» **AVAILABLE DATA**
________________________________________

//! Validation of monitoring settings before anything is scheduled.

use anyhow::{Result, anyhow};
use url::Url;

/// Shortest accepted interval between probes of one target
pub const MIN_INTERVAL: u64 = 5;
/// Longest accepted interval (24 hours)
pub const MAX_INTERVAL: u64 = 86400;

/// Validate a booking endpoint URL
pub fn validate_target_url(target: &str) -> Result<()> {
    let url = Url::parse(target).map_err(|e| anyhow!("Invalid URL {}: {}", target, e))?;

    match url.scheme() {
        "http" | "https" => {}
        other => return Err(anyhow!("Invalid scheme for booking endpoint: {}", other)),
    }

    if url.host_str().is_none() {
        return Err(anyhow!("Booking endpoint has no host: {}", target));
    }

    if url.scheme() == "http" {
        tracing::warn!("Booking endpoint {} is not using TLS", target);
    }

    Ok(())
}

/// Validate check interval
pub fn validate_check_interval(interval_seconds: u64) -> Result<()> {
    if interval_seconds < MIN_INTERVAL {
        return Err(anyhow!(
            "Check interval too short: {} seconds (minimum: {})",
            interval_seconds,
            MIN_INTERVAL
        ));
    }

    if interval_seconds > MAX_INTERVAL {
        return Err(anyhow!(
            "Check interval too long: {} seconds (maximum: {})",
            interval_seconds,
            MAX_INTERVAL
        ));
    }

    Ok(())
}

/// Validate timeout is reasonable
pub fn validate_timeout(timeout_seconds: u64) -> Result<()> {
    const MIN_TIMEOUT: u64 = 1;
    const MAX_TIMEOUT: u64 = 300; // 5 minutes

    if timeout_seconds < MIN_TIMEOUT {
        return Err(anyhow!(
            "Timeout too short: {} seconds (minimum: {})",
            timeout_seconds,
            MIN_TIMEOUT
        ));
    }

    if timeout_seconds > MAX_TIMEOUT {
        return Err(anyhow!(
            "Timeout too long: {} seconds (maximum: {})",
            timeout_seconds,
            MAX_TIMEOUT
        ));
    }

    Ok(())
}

________________________________________

» **WHAT IS BEING ASKED**
Each record above should be repeated exactly as it appears.

» **EXERCISE RESULT**
//! Validation of monitoring settings before anything is scheduled.

use anyhow::{Result, anyhow};
use url::Url;

/// Shortest accepted interval between probes of one target
pub const MIN_INTERVAL: u64 = 5;
/// Longest accepted interval (24 hours)
pub const MAX_INTERVAL: u64 = 86400;

/// Validate a booking endpoint URL
pub fn validate_target_url(target: &str) -> Result<()> {
    let url = Url::parse(target).map_err(|e| anyhow!("Invalid URL {}: {}", target, e))?;

    match url.scheme() {
        "http" | "https" => {}
        other => return Err(anyhow!("Invalid scheme for booking endpoint: {}", other)),
    }

    if url.host_str().is_none() {
        return Err(anyhow!("Booking endpoint has no host: {}", target));
    }

    if url.scheme() == "http" {
        tracing::warn!("Booking endpoint {} is not using TLS", target);
    }

    Ok(())
}

/// Validate check interval
pub fn validate_check_interval(interval_seconds: u64) -> Result<()> {
    if interval_seconds < MIN_INTERVAL {
        return Err(anyhow!(
            "Check interval too short: {} seconds (minimum: {})",
            interval_seconds,
            MIN_INTERVAL
        ));
    }

    if interval_seconds > MAX_INTERVAL {
        return Err(anyhow!(
            "Check interval too long: {} seconds (maximum: {})",
            interval_seconds,
            MAX_INTERVAL
        ));
    }

    Ok(())
}

/// Validate timeout is reasonable
pub fn validate_timeout(timeout_seconds: u64) -> Result<()> {
    const MIN_TIMEOUT: u64 = 1;
    const MAX_TIMEOUT: u64 = 300; // 5 minutes

    if timeout_seconds < MIN_TIMEOUT {
        return Err(anyhow!(
            "Timeout too short: {} seconds (minimum: {})",
            timeout_seconds,
            MIN_TIMEOUT
        ));
    }

    if timeout_seconds > MAX_TIMEOUT {
        return Err(anyhow!(
            "Timeout too long: {} seconds (maximum: {})",
            timeout_seconds,
            MAX_TIMEOUT
        ));
    }

    Ok(())
}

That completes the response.